LE MODELE INDIVIDUEL PREDICTIF
Dans cette seconde section, nous présentons un second modèle, individuel cette fois, car paramétré par les caractéristiques d’un individu, qui dérive directement du modèle explicatif développé dans la première section. Nous commençons par présenter ce second modèle (1), lui donnons des soubassements théoriques (2) puis définissons plusieurs concepts ainsi qu’une fonction mathématique qui l’implémente et le rend opérationnel (3) 1. Présentation Cette présentation expose l’origine et l’objectif du modèle (1.1), établit le lien avec le modèle de la première section (1.2) puis présente ce modèle individuel comme une nouvelle perspective théorique complémentaire du modèle explicatif (1.3). À l’origine de cette thèse, les premières expériences de pensée réalisées vont déboucher sur deux intuitions, avant même que ne démarre la revue de la littérature, donc sans à priori théorique. Ces deux intuitions interreliées structurent les développements de ce travail47. La première intuition, devenue conjecture, était qu’à priori, les choix des investisseurs en equity crowdfunding étaient nécessairement fortement imprégnés d’une dimension affective, la seconde était que ces mêmes investisseurs choisissaient les projets qui leur correspondaient le plus, dit autrement ils choisissaient les projets avec lesquels le matching était le meilleur.
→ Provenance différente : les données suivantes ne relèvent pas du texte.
impl Code {
    pub fn new(max_stack: u16, max_locals: u16, instructions: Vec<Instruction>) -> Self {
        Self {
            max_stack,
            max_locals,
            instructions,
            exception_table: Vec::new(),
            attributes: Vec::new(),
        }
    }

    /// Label just past the last instruction
    pub fn end(&self) -> Label {
        Label(self.instructions.len() as u32)
    }

    /// Whether the verifier needs frames for this body
    pub fn has_join_points(&self) -> bool {
        !self.exception_table.is_empty() || self.instructions.iter().any(Instruction::is_jump)
    }

    pub fn stack_map(&self) -> Option<&[StackMapFrame]> {
        self.attributes.iter().find_map(|attr| match attr {
            CodeAttribute::StackMapTable { frames, .. } => Some(frames.as_slice()),
            _ => None,
        })
    }

    /// Visit every label held by the body and its tables
    pub fn for_each_label(&mut self, f: &mut impl FnMut(&mut Label)) {
        for insn in &mut self.instructions {
            insn.for_each_label(f);
        }
        for handler in &mut self.exception_table {
            f(&mut handler.start);
            f(&mut handler.end);
            f(&mut handler.handler);
        }
        for attr in &mut self.attributes {
            match attr {
                CodeAttribute::LineNumberTable { entries, .. } => {
                    for entry in entries {
                        f(&mut entry.start);
                    }
                }
                CodeAttribute::LocalVariableTable { entries, .. }
                | CodeAttribute::LocalVariableTypeTable { entries, .. } => {
                    for entry in entries {
                        f(&mut entry.start);
                        f(&mut entry.end);
                    }
                }
                CodeAttribute::StackMapTable { frames, .. } => {
                    for frame in frames {
                        frame.for_each_label(f);
                    }
                }
                CodeAttribute::Other(_) => {}
            }
        }
    }

    /// Insert `instruction` ahead of the whole body.
    ///
    /// Branches, handlers, frames and line numbers keep pointing at the
    /// instructions they pointed at before. Local variables that were live from
    /// the first instruction stay live from the new first instruction.
    pub fn prepend(&mut self, instruction: Instruction) {
        self.for_each_label(&mut |label| label.0 += 1);
        for attr in &mut self.attributes {
            if let CodeAttribute::LocalVariableTable { entries, .. }
            | CodeAttribute::LocalVariableTypeTable { entries, .. } = attr
            {
                for entry in entries.iter_mut().filter(|e| e.start == Label(1)) {
                    entry.start = Label(0);
                }
            }
        }
        self.instructions.insert(0, instruction);
    }

    /// Decode a `Code` attribute body.
    ///
    /// Code-level type annotation tables are offset-bearing and have no effect
    /// on execution; they are not carried into the decoded form.
    pub fn decode(info: &[u8], cp: &ConstantPool) -> Result<Self> {
        let mut r = ByteReader::new(info);
        let max_stack = r.u16()?;
        let max_locals = r.u16()?;
        let code_length = r.u32()? as usize;
        if code_length > MAX_CODE_LENGTH {
            return Err(ClassFileError::CodeTooLarge(code_length));
        }
        let bytecode = r.bytes(code_length)?;
        let (mut instructions, offsets) = decode_instructions(bytecode)?;

        // offset -> instruction index, u32::MAX where no instruction starts
        let mut index_of = vec![u32::MAX; code_length + 1];
        for (index, offset) in offsets.iter().enumerate() {
            index_of[*offset as usize] = index as u32;
        }
        index_of[code_length] = instructions.len() as u32;
        let to_label = |position: u32| -> Result<Label> {
            match index_of.get(position as usize) {
                Some(&index) if index != u32::MAX => Ok(Label(index)),
                _ => Err(ClassFileError::NotInstructionBoundary {
                    position: position as i64,
                }),
            }
        };

        let mut failure = None;
        let mut relabel = |label: &mut Label| match to_label(label.0) {
            Ok(mapped) => *label = mapped,
            Err(err) => {
                failure.get_or_insert(err);
            }
        };
        for insn in &mut instructions {
            insn.for_each_label(&mut relabel);
        }

        let handler_count = r.u16()?;
        let mut exception_table = Vec::with_capacity(handler_count as usize);
        for _ in 0..handler_count {
            let mut handler = ExceptionHandler {
                start: Label(r.u16()? as u32),
                end: Label(r.u16()? as u32),
                handler: Label(r.u16()? as u32),
                catch_type: r.u16()?,
            };
            relabel(&mut handler.start);
            relabel(&mut handler.end);
            relabel(&mut handler.handler);
            exception_table.push(handler);
        }

        let attribute_count = r.u16()?;
        let mut attributes = Vec::with_capacity(attribute_count as usize);
        for _ in 0..attribute_count {
            let raw = Attribute::parse(&mut r)?;
            let name = cp.utf8(raw.name_index)?;
            let mut attr = match name.as_str() {
                "LineNumberTable" => CodeAttribute::LineNumberTable {
                    name_index: raw.name_index,
                    entries: parse_line_numbers(&raw.info)?,
                },
                "LocalVariableTable" => CodeAttribute::LocalVariableTable {
                    name_index: raw.name_index,
                    entries: parse_local_variables(&raw.info)?,
                },
                "LocalVariableTypeTable" => CodeAttribute::LocalVariableTypeTable {
                    name_index: raw.name_index,
                    entries: parse_local_variables(&raw.info)?,
                },
                "StackMapTable" => CodeAttribute::StackMapTable {
                    name_index: raw.name_index,
                    frames: stackmap::parse(&raw.info)?,
                },
                "RuntimeVisibleTypeAnnotations" | "RuntimeInvisibleTypeAnnotations" => {
                    tracing::trace!(attribute = %name, "dropping code type annotations");
                    continue;
                }
                _ => CodeAttribute::Other(raw),
            };
            match &mut attr {
                CodeAttribute::LineNumberTable { entries, .. } => {
                    for entry in entries {
                        relabel(&mut entry.start);
                    }
                }
                CodeAttribute::LocalVariableTable { entries, .. }
                | CodeAttribute::LocalVariableTypeTable { entries, .. } => {
                    for entry in entries {
                        relabel(&mut entry.start);
                        relabel(&mut entry.end);
                    }
                }
                CodeAttribute::StackMapTable { frames, .. } => {
                    for frame in frames {
                        frame.for_each_label(&mut relabel);
                    }
                }
                CodeAttribute::Other(_) => {}
            }
            attributes.push(attr);
        }

        if let Some(err) = failure {
            return Err(err);
        }
        if !r.is_empty() {
            return Err(ClassFileError::TrailingBytes(r.remaining()));
        }

        Ok(Self {
            max_stack,
            max_locals,
            instructions,
            exception_table,
            attributes,
        })
    }

    /// Encode into a `Code` attribute body
    pub fn encode(&self) -> Result<Vec<u8>> {
        let mut offsets = Vec::with_capacity(self.instructions.len() + 1);
        let mut offset = 0usize;
        for insn in &self.instructions {
            offsets.push(offset as u32);
            offset += insn.size(offset);
            if offset > MAX_CODE_LENGTH {
                return Err(ClassFileError::CodeTooLarge(offset));
            }
        }
        let code_length = offset as u32;
        offsets.push(code_length);
        let offset_of = |label: Label| offsets.get(label.0 as usize).copied().unwrap_or(code_length);

        let mut code = ByteWriter::new();
        for (insn, at) in self.instructions.iter().zip(&offsets) {
            insn.emit(&mut code, *at, &offset_of)?;
        }

        let mut w = ByteWriter::new();
        w.u16(self.max_stack);
        w.u16(self.max_locals);
        w.blob("code bytes", &code.into_inner())?;

        w.count("exception handlers", self.exception_table.len())?;
        for handler in &self.exception_table {
            w.u16(offset_of(handler.start) as u16);
            w.u16(offset_of(handler.end) as u16);
            w.u16(offset_of(handler.handler) as u16);
            w.u16(handler.catch_type);
        }

        w.count("code attributes", self.attributes.len())?;
        for attr in &self.attributes {
            let (name_index, info) = match attr {
                CodeAttribute::LineNumberTable {
                    name_index,
                    entries,
                } => {
                    let mut t = ByteWriter::new();
                    t.count("line numbers", entries.len())?;
                    for entry in entries {
                        t.u16(offset_of(entry.start) as u16);
                        t.u16(entry.line);
                    }
                    (*name_index, t.into_inner())
                }
                CodeAttribute::LocalVariableTable {
                    name_index,
                    entries,
                }
                | CodeAttribute::LocalVariableTypeTable {
                    name_index,
                    entries,
                } => {
                    let mut t = ByteWriter::new();
                    t.count("local variables", entries.len())?;
                    for entry in entries {
                        let start = offset_of(entry.start);
                        let end = offset_of(entry.end);
                        t.u16(start as u16);
                        t.u16(end.saturating_sub(start) as u16);
                        t.u16(entry.name_index);
                        t.u16(entry.descriptor_index);
                        t.u16(entry.index);
                    }
                    (*name_index, t.into_inner())
                }
                CodeAttribute::StackMapTable { name_index, frames } => {
                    (*name_index, stackmap::write(frames, offset_of)?)
                }
                CodeAttribute::Other(raw) => (raw.name_index, raw.info.clone()),
            };
            w.u16(name_index);
            w.blob("attribute", &info)?;
        }

        Ok(w.into_inner())
    }
}
//! Big-endian byte cursors used by every class file section

use super::error::{ClassFileError, Result};

/// Forward-only reader over a borrowed byte slice
#[derive(Debug, Clone)]
pub(crate) struct ByteReader<'a> {
    data: &'a [u8],
    pos: usize,
}

impl<'a> ByteReader<'a> {
    pub fn new(data: &'a [u8]) -> Self {
        Self { data, pos: 0 }
    }

    pub fn position(&self) -> usize {
        self.pos
    }

    pub fn remaining(&self) -> usize {
        self.data.len() - self.pos
    }

    pub fn is_empty(&self) -> bool {
        self.remaining() == 0
    }

    pub fn bytes(&mut self, len: usize) -> Result<&'a [u8]> {
        if self.remaining() < len {
            return Err(ClassFileError::UnexpectedEof {
                offset: self.pos,
                needed: len - self.remaining(),
            });
        }
        let slice = &self.data[self.pos..self.pos + len];
        self.pos += len;
        Ok(slice)
    }

    pub fn skip(&mut self, len: usize) -> Result<()> {
        self.bytes(len).map(|_| ())
    }

    pub fn u8(&mut self) -> Result<u8> {
        Ok(self.bytes(1)?[0])
    }

    pub fn i8(&mut self) -> Result<i8> {
        Ok(self.u8()? as i8)
    }

    pub fn u16(&mut self) -> Result<u16> {
        let b = self.bytes(2)?;
        Ok(u16::from_be_bytes([b[0], b[1]]))
    }

    pub fn i16(&mut self) -> Result<i16> {
        Ok(self.u16()? as i16)
    }

    pub fn u32(&mut self) -> Result<u32> {
        let b = self.bytes(4)?;
        Ok(u32::from_be_bytes([b[0], b[1], b[2], b[3]]))
    }

    pub fn i32(&mut self) -> Result<i32> {
        Ok(self.u32()? as i32)
    }

    pub fn u64(&mut self) -> Result<u64> {
        let hi = self.u32()? as u64;
        let lo = self.u32()? as u64;
        Ok((hi << 32) | lo)
    }
}

/// Growable big-endian writer
#[derive(Debug, Default, Clone)]
pub(crate) struct ByteWriter {
    buf: Vec<u8>,
}

impl ByteWriter {
    pub fn new() -> Self {
        Self::default()
    }

    pub fn u8(&mut self, value: u8) {
        self.buf.push(value);
    }

    pub fn u16(&mut self, value: u16) {
        self.buf.extend_from_slice(&value.to_be_bytes());
    }

    pub fn u32(&mut self, value: u32) {
        self.buf.extend_from_slice(&value.to_be_bytes());
    }

    pub fn i32(&mut self, value: i32) {
        self.u32(value as u32);
    }

    pub fn u64(&mut self, value: u64) {
        self.buf.extend_from_slice(&value.to_be_bytes());
    }

    pub fn bytes(&mut self, data: &[u8]) {
        self.buf.extend_from_slice(data);
    }

    /// Write a u16 element count, failing instead of truncating
    pub fn count(&mut self, what: &'static str, count: usize) -> Result<()> {
        let value = u16::try_from(count).map_err(|_| ClassFileError::TooMany { what, count })?;
        self.u16(value);
        Ok(())
    }

    /// Write a u32 length-prefixed blob
    pub fn blob(&mut self, what: &'static str, data: &[u8]) -> Result<()> {
        let len = u32::try_from(data.len()).map_err(|_| ClassFileError::TooMany {
            what,
            count: data.len(),
        })?;
        self.u32(len);
        self.bytes(data);
        Ok(())
    }

    pub fn into_inner(self) -> Vec<u8> {
        self.buf
    }
}
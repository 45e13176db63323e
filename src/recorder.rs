//! Recording store: the process-wide set of executed classes
//!
//! `record` only touches an in-memory set. Durability belongs to a sidecar
//! thread that periodically writes the whole set to a plain text file, one
//! class name per line, and only when the set grew since the last write.
//!
//! ```text
//! ┌─────────────────────────────────────────────────────────────┐
//! │ APPLICATION THREADS                                         │
//! │   huella$notify() → record("app.Foo") → set.insert()        │
//! └─────────────────────────────────────────────────────────────┘
//!                          │ parking_lot::Mutex<IndexSet>
//!                          ▼
//! ┌─────────────────────────────────────────────────────────────┐
//! │ FLUSH THREAD                                                │
//! │   every interval, and once on shutdown:                     │
//! │     snapshot under lock → write + rename outside lock       │
//! └─────────────────────────────────────────────────────────────┘
//! ```

use std::fs::File;
use std::io::{self, BufWriter, Write};
use std::path::{Path, PathBuf};
use std::sync::atomic::{AtomicU64, Ordering};
use std::sync::Arc;
use std::thread::{self, JoinHandle};
use std::time::Duration;

use crossbeam::channel::{self, RecvTimeoutError, Sender};
use indexmap::IndexSet;
use parking_lot::Mutex;
use thiserror::Error;

/// A flush that could not reach durable storage
#[derive(Error, Debug)]
pub enum FlushError {
    #[error("failed to write coverage snapshot {path}: {source}")]
    Write {
        path: PathBuf,
        #[source]
        source: io::Error,
    },
}

/// Result of a `flush_if_changed` call
#[derive(Debug, Clone, Copy, PartialEq, Eq)]
pub enum FlushOutcome {
    Written { entries: usize },
    /// Nothing was recorded since the last write
    Unchanged,
}

#[derive(Debug, Clone, Copy, PartialEq, Eq)]
pub struct RecorderStats {
    /// Calls to `record`, duplicates included
    pub record_calls: u64,
    /// Distinct class names in the set
    pub distinct: usize,
    /// Snapshot files written
    pub flushes: u64,
}

/// Insertion-ordered, append-only set of executed class names
#[derive(Debug)]
pub struct RecordingStore {
    path: PathBuf,
    entries: Mutex<IndexSet<String>>,
    /// Serializes flushes; holds the entry count of the last successful write
    last_written: Mutex<usize>,
    record_calls: AtomicU64,
    flushes: AtomicU64,
}

impl RecordingStore {
    /// Create a store that flushes to `path`
    pub fn new(path: impl Into<PathBuf>) -> Self {
        Self {
            path: path.into(),
            entries: Mutex::new(IndexSet::new()),
            last_written: Mutex::new(0),
            record_calls: AtomicU64::new(0),
            flushes: AtomicU64::new(0),
        }
    }

    pub fn path(&self) -> &Path {
        &self.path
    }

    /// Add `unit_id`; returns true if it was not yet present
    pub fn record(&self, unit_id: &str) -> bool {
        self.record_calls.fetch_add(1, Ordering::Relaxed);
        let mut entries = self.entries.lock();
        if entries.contains(unit_id) {
            return false;
        }
        entries.insert(unit_id.to_owned());
        drop(entries);
        tracing::trace!(unit = unit_id, "recorded");
        true
    }

    pub fn contains(&self, unit_id: &str) -> bool {
        self.entries.lock().contains(unit_id)
    }

    pub fn len(&self) -> usize {
        self.entries.lock().len()
    }

    pub fn is_empty(&self) -> bool {
        self.entries.lock().is_empty()
    }

    /// Copy of the set in insertion order
    pub fn snapshot(&self) -> Vec<String> {
        self.entries.lock().iter().cloned().collect()
    }

    pub fn stats(&self) -> RecorderStats {
        RecorderStats {
            record_calls: self.record_calls.load(Ordering::Relaxed),
            distinct: self.len(),
            flushes: self.flushes.load(Ordering::Relaxed),
        }
    }

    /// Write the set to disk if it grew since the last successful write.
    ///
    /// The set lock is held only while copying; the file is written outside
    /// it, so recording never waits on I/O. A failure is logged and returned;
    /// it is not retried here.
    pub fn flush_if_changed(&self) -> Result<FlushOutcome, FlushError> {
        let mut last_written = self.last_written.lock();
        let snapshot = {
            let entries = self.entries.lock();
            if entries.len() == *last_written {
                return Ok(FlushOutcome::Unchanged);
            }
            entries.iter().cloned().collect::<Vec<_>>()
        };

        if let Err(source) = write_snapshot(&self.path, &snapshot) {
            let err = FlushError::Write {
                path: self.path.clone(),
                source,
            };
            tracing::error!(error = %err, "coverage flush failed");
            return Err(err);
        }

        *last_written = snapshot.len();
        self.flushes.fetch_add(1, Ordering::Relaxed);
        tracing::debug!(entries = snapshot.len(), path = %self.path.display(), "coverage flushed");
        Ok(FlushOutcome::Written {
            entries: snapshot.len(),
        })
    }
}

/// Overwrite `path` with one entry per line, via a sibling temporary file
fn write_snapshot(path: &Path, entries: &[String]) -> io::Result<()> {
    let mut tmp = path.as_os_str().to_owned();
    tmp.push(".tmp");
    let tmp = PathBuf::from(tmp);

    let mut out = BufWriter::new(File::create(&tmp)?);
    for entry in entries {
        out.write_all(entry.as_bytes())?;
        out.write_all(b"\n")?;
    }
    out.into_inner().map_err(|e| e.into_error())?.sync_all()?;
    std::fs::rename(&tmp, path)
}

/// Sidecar thread flushing a store on a fixed interval
///
/// `shutdown` (or dropping the worker) stops the thread and performs the
/// final flush.
pub struct FlushWorker {
    store: Arc<RecordingStore>,
    stop: Option<Sender<()>>,
    handle: Option<JoinHandle<()>>,
}

impl FlushWorker {
    pub fn spawn(store: Arc<RecordingStore>, interval: Duration) -> io::Result<Self> {
        let (stop, stopped) = channel::bounded::<()>(1);
        let worker_store = Arc::clone(&store);
        let handle = thread::Builder::new()
            .name("huella-flush".into())
            .spawn(move || loop {
                match stopped.recv_timeout(interval) {
                    Err(RecvTimeoutError::Timeout) => {
                        // failures are logged inside; the next tick tries again
                        let _ = worker_store.flush_if_changed();
                    }
                    Ok(()) | Err(RecvTimeoutError::Disconnected) => break,
                }
            })?;

        tracing::debug!(interval_ms = interval.as_millis() as u64, "flush worker started");
        Ok(Self {
            store,
            stop: Some(stop),
            handle: Some(handle),
        })
    }

    pub fn store(&self) -> &Arc<RecordingStore> {
        &self.store
    }

    /// Stop the thread and flush one last time
    pub fn shutdown(mut self) -> Result<FlushOutcome, FlushError> {
        self.finish().unwrap_or(Ok(FlushOutcome::Unchanged))
    }

    fn finish(&mut self) -> Option<Result<FlushOutcome, FlushError>> {
        let handle = self.handle.take()?;
        drop(self.stop.take());
        if handle.join().is_err() {
            tracing::error!("flush worker panicked");
        }
        Some(self.store.flush_if_changed())
    }
}

impl Drop for FlushWorker {
    fn drop(&mut self) {
        let _ = self.finish();
    }
}
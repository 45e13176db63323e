//! `StackMapTable` frames (JVMS 4.7.4)
//!
//! Frames are held against instruction labels rather than byte offsets, so a
//! body can be relaid out without touching them. Encoding picks the most
//! compact frame type for each delta.

use super::bytes::{ByteReader, ByteWriter};
use super::code::Label;
use super::error::{ClassFileError, Result};

/// A verification type in a frame's locals or stack
#[derive(Debug, Clone, PartialEq, Eq)]
pub enum VerificationType {
    Top,
    Integer,
    Float,
    Double,
    Long,
    Null,
    UninitializedThis,
    /// Class constant pool index
    Object(u16),
    /// Label of the `new` instruction that created the value
    Uninitialized(Label),
}

impl VerificationType {
    fn parse(r: &mut ByteReader<'_>) -> Result<Self> {
        let tag = r.u8()?;
        Ok(match tag {
            0 => VerificationType::Top,
            1 => VerificationType::Integer,
            2 => VerificationType::Float,
            3 => VerificationType::Double,
            4 => VerificationType::Long,
            5 => VerificationType::Null,
            6 => VerificationType::UninitializedThis,
            7 => VerificationType::Object(r.u16()?),
            8 => VerificationType::Uninitialized(Label(r.u16()? as u32)),
            _ => return Err(ClassFileError::UnknownVerificationType(tag)),
        })
    }

    fn write(&self, w: &mut ByteWriter, offset_of: &impl Fn(Label) -> u32) {
        match self {
            VerificationType::Top => w.u8(0),
            VerificationType::Integer => w.u8(1),
            VerificationType::Float => w.u8(2),
            VerificationType::Double => w.u8(3),
            VerificationType::Long => w.u8(4),
            VerificationType::Null => w.u8(5),
            VerificationType::UninitializedThis => w.u8(6),
            VerificationType::Object(class_index) => {
                w.u8(7);
                w.u16(*class_index);
            }
            VerificationType::Uninitialized(label) => {
                w.u8(8);
                w.u16(offset_of(*label) as u16);
            }
        }
    }
}

/// Frame contents relative to the previous frame
#[derive(Debug, Clone, PartialEq, Eq)]
pub enum FrameKind {
    Same,
    SameLocals1StackItem(VerificationType),
    /// Drop the last 1..=3 locals
    Chop(u8),
    /// Add 1..=3 locals
    Append(Vec<VerificationType>),
    Full {
        locals: Vec<VerificationType>,
        stack: Vec<VerificationType>,
    },
}

/// One explicit frame, located at `target`
#[derive(Debug, Clone, PartialEq, Eq)]
pub struct StackMapFrame {
    pub target: Label,
    pub kind: FrameKind,
}

impl StackMapFrame {
    pub fn same(target: Label) -> Self {
        Self {
            target,
            kind: FrameKind::Same,
        }
    }

    pub(crate) fn for_each_label(&mut self, f: &mut impl FnMut(&mut Label)) {
        f(&mut self.target);
        match &mut self.kind {
            FrameKind::SameLocals1StackItem(VerificationType::Uninitialized(label)) => f(label),
            FrameKind::Append(locals) => visit_uninitialized(locals, f),
            FrameKind::Full { locals, stack } => {
                visit_uninitialized(locals, f);
                visit_uninitialized(stack, f);
            }
            _ => {}
        }
    }
}

fn visit_uninitialized(types: &mut [VerificationType], f: &mut impl FnMut(&mut Label)) {
    for ty in types {
        if let VerificationType::Uninitialized(label) = ty {
            f(label);
        }
    }
}

fn parse_types(r: &mut ByteReader<'_>, count: usize) -> Result<Vec<VerificationType>> {
    (0..count).map(|_| VerificationType::parse(r)).collect()
}

/// Parse a `StackMapTable` body. Targets and `Uninitialized` labels hold raw
/// byte offsets; the caller converts them to instruction labels.
pub(crate) fn parse(info: &[u8]) -> Result<Vec<StackMapFrame>> {
    let mut r = ByteReader::new(info);
    let count = r.u16()?;
    let mut frames = Vec::with_capacity(count as usize);
    let mut previous: Option<u32> = None;

    for _ in 0..count {
        let frame_type = r.u8()?;
        let (delta, kind) = match frame_type {
            0..=63 => (frame_type as u32, FrameKind::Same),
            64..=127 => (
                (frame_type - 64) as u32,
                FrameKind::SameLocals1StackItem(VerificationType::parse(&mut r)?),
            ),
            247 => {
                let delta = r.u16()? as u32;
                (
                    delta,
                    FrameKind::SameLocals1StackItem(VerificationType::parse(&mut r)?),
                )
            }
            248..=250 => (r.u16()? as u32, FrameKind::Chop(251 - frame_type)),
            251 => (r.u16()? as u32, FrameKind::Same),
            252..=254 => {
                let delta = r.u16()? as u32;
                let locals = parse_types(&mut r, (frame_type - 251) as usize)?;
                (delta, FrameKind::Append(locals))
            }
            255 => {
                let delta = r.u16()? as u32;
                let local_count = r.u16()? as usize;
                let locals = parse_types(&mut r, local_count)?;
                let stack_count = r.u16()? as usize;
                let stack = parse_types(&mut r, stack_count)?;
                (delta, FrameKind::Full { locals, stack })
            }
            _ => return Err(ClassFileError::UnknownFrameType(frame_type)),
        };

        let offset = match previous {
            None => delta,
            Some(prev) => prev.saturating_add(delta).saturating_add(1),
        };
        previous = Some(offset);
        frames.push(StackMapFrame {
            target: Label(offset),
            kind,
        });
    }

    if !r.is_empty() {
        return Err(ClassFileError::TrailingBytes(r.remaining()));
    }
    Ok(frames)
}

/// Encode frames, translating labels through `offset_of`
pub(crate) fn write(frames: &[StackMapFrame], offset_of: impl Fn(Label) -> u32) -> Result<Vec<u8>> {
    let mut w = ByteWriter::new();
    w.count("stack map frames", frames.len())?;
    let mut previous: Option<u32> = None;

    for frame in frames {
        let offset = offset_of(frame.target);
        let delta = match previous {
            None => offset,
            Some(prev) if offset > prev => offset - prev - 1,
            Some(_) => return Err(ClassFileError::FrameOrder(offset)),
        };
        previous = Some(offset);
        let delta16 = u16::try_from(delta).map_err(|_| ClassFileError::FrameOrder(offset))?;

        match &frame.kind {
            FrameKind::Same if delta <= 63 => w.u8(delta as u8),
            FrameKind::Same => {
                w.u8(251);
                w.u16(delta16);
            }
            FrameKind::SameLocals1StackItem(ty) => {
                if delta <= 63 {
                    w.u8(64 + delta as u8);
                } else {
                    w.u8(247);
                    w.u16(delta16);
                }
                ty.write(&mut w, &offset_of);
            }
            FrameKind::Chop(k) => {
                w.u8(251 - k);
                w.u16(delta16);
            }
            FrameKind::Append(locals) => {
                w.u8(251 + locals.len() as u8);
                w.u16(delta16);
                for ty in locals {
                    ty.write(&mut w, &offset_of);
                }
            }
            FrameKind::Full { locals, stack } => {
                w.u8(255);
                w.u16(delta16);
                w.count("frame locals", locals.len())?;
                for ty in locals {
                    ty.write(&mut w, &offset_of);
                }
                w.count("frame stack", stack.len())?;
                for ty in stack {
                    ty.write(&mut w, &offset_of);
                }
            }
        }
    }
    Ok(w.into_inner())
}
Ces propositions, inférées par simple psychologie naïve vont trouver par la suite des soutiens théoriques dans la littérature, à commencer par celle sur l’equity crowdfunding.
Tandis que Bessière et Stéphany (2015) pointaient la dimension affective du choix : « Compte tenu des informations mobilisées, l’évaluation du projet réalisée par la foule est de nature plutôt intuitive voire affective éventuellement renforcée par certaines connaissances ou croyances sur le secteur d’activité », Schwienbacher (2015) mentionnait explicitement le matching (projet / investisseur) organisé par les plateformes : « Le rôle principal de la plateforme est d’offrir un service de ‘matching‘ entre l’entreprise émettrice et la foule ». Objectifs du modèle Le premier objectif de ce modèle est intrinsèque, il s’agit de prédire (mais aussi expliquer, l’un ne va pas sans l’autre dans un contexte stable sinon stationnaire) les choix des investisseurs à priori, étant donnée la connaissance de certaines caractéristiques de l’individu. ‘À priori’ signifie ici avant que l’investisseur n’ait pris connaissance des projets en compétition sur une plateforme. Plus précisément, le modèle individuel prédictif permet, pour un investisseur donné, de définir une relation ordinale à priori entre plusieurs projets en financement en fonction de sa structure de préférences, cette dernière étant fournie par voie déclarative. Nous précisons plus loin la portée et le contenu de cette structure de préférences individuelle. Un second objectif est de nature extrinsèque et utilitaire, les résultats de ce modèle individuel prédictif nous permettent d’ajouter un élément de preuve complémentaire à la thèse défendue dans ce travail, l’approche est donc confirmatoire.
Un modèle qui dérive du modèle explicatif…
La formalisation de ce second modèle dérive directement du modèle explicatif pris comme point de départ, celui-ci étant supposé préalablement estimé sur un échantillon. Le modèle explicatif est transformé, essentiellement par troncature de la variable cognitive ‘Qualité perçue du signal’ qui, en vertu de la thèse que nous défendons n’est pas déterminante dans le choix des investisseurs en equity crowdfunding, dans un contexte privé d’interactions sociales, le choix étant essentiellement déterminé par l’affectif et les valeurs de l’investisseur. Autrement dit ce second modèle part du présupposé que notre thèse est vraie, ce qui est cohérent avec le fait qu’il implémente la théorie du matching affectif qui fait de cette hypothèse un postulat (Cf. ci-après). Aussi, l’élément de preuve additionnel de notre thèse par ce second modèle, évoqué comme un objectif extrinsèque du modèle individuel prédictif ci-avant, repose sur le raisonnement suivant : si la thèse défendue est vraie alors un modèle s’appuyant sur cette hypothèse devrait donner des prédictions de qualité, à contrario, si la thèse défendue est fausse, alors un modèle reposant sur cette hypothèse ne devrait pas produire de prédictions de bonne qualité. Vu la nature de la thèse défendue, il nous semble que l’on ne peut pas arguer que celle-ci est peut-être sans lien avec la qualité de la prédiction du choix de l’investisseur, ce qui invaliderait le raisonnement précédent puisque par nature, la thèse défendue (le choix est affectif, la qualité du signal n’est pas un antécédent déterminant dans un contexte privé d’interactions sociales) est une explication du choix d’investissement.